Enter, Apache Maven:

Like many things in the software world, Maven seems to be a “big picture” technology, where one has to see the whole/big picture in order to truly understand the roles and significance of each of its components. I am now at the beginning of my journey to see & understand the whole shebang.
I’ve poured through the very-well-organized Maven documentation center, completing both their 5- and 30-minute tutorials and reading various other documents & articles. I am not attempting to build my first Maven project inside Eclipse, and have installed/configured the m2eclipse plug-in (from Sonatype) to help with this process. I’ve spent a good amount of time setting up my project’s pom.xml file, and now I’m bottlenecking-up with so many questions that I thought it would be high-time to come over here and ask for some nudges in the right direction.
- What’s the difference between a POM and a settings.xml file? What type of info gets configured in settings.xml that POMs omit? Besides the settings.xml files are there any other “standard” config files one should utilize?
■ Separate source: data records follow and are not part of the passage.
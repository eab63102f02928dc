pub mod cli;
pub mod lut;
pub mod palette;
pub mod pipeline;
pub mod types;

// Re-export commonly used types
pub use lut::{DEFAULT_DEPTH, LutError, RescaleLut, WindowLut};
pub use palette::{ColorMap, Palette};
pub use pipeline::DisplayPipeline;
pub use types::{RescaleParams, WindowLevel};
- The Maven “Build Life Cycle” is a traditional sequence starting with validate, compile, test, … and ending with a deploy. How do these life cycle phases map (or don’t they) to goals? Does each phase have its own set of goals? Does one configure goals inside the POM? Where does one configure (add, remove, modify) life cycle phases?
- I’m choking on the concept of profiles altogether. I’ve read the basic introduction on them [here](http://maven.apache.org/guides/introduction/introduction-to-profiles.html) and am still not “getting” them. Can someone provide a context-specific example of when/how profiles would be useful?
I do apologize for the multiple “sub-questions” but figured it would be better to make this question a 1-stop-shop for basic Maven comprehension then plague the community with 20 micro questions. Thanks in advance for any clarification on these.
Sorry, but I can not answer your questions in detail, because it’s a lot of stuff. I also tried to learn Maven from the material you write about, but what gave me more inside was the book “Maven – The Definitive Guide” (http://shop.oreilly.com/product/9780596517335.do).
I also can only suggest to start small. Take just a simple Java project and get it running with a simple pom. Get bigger with modules later. Forget about the rest at the beginning. Try to understand (and feel) what Maven is and how it’s ticking. Later start trying to understand how the repositories are organized and how to bind your Maven build to an own repository like Artifactory. Try to learn it step by step with a real (not high priority or a private) project.
I work with Maven now for about two years and I am still not feeling like a pro. It’s a quite complex beast and very powerful. To master it, it takes some time I guess (or maybe I am not that smart ;-)).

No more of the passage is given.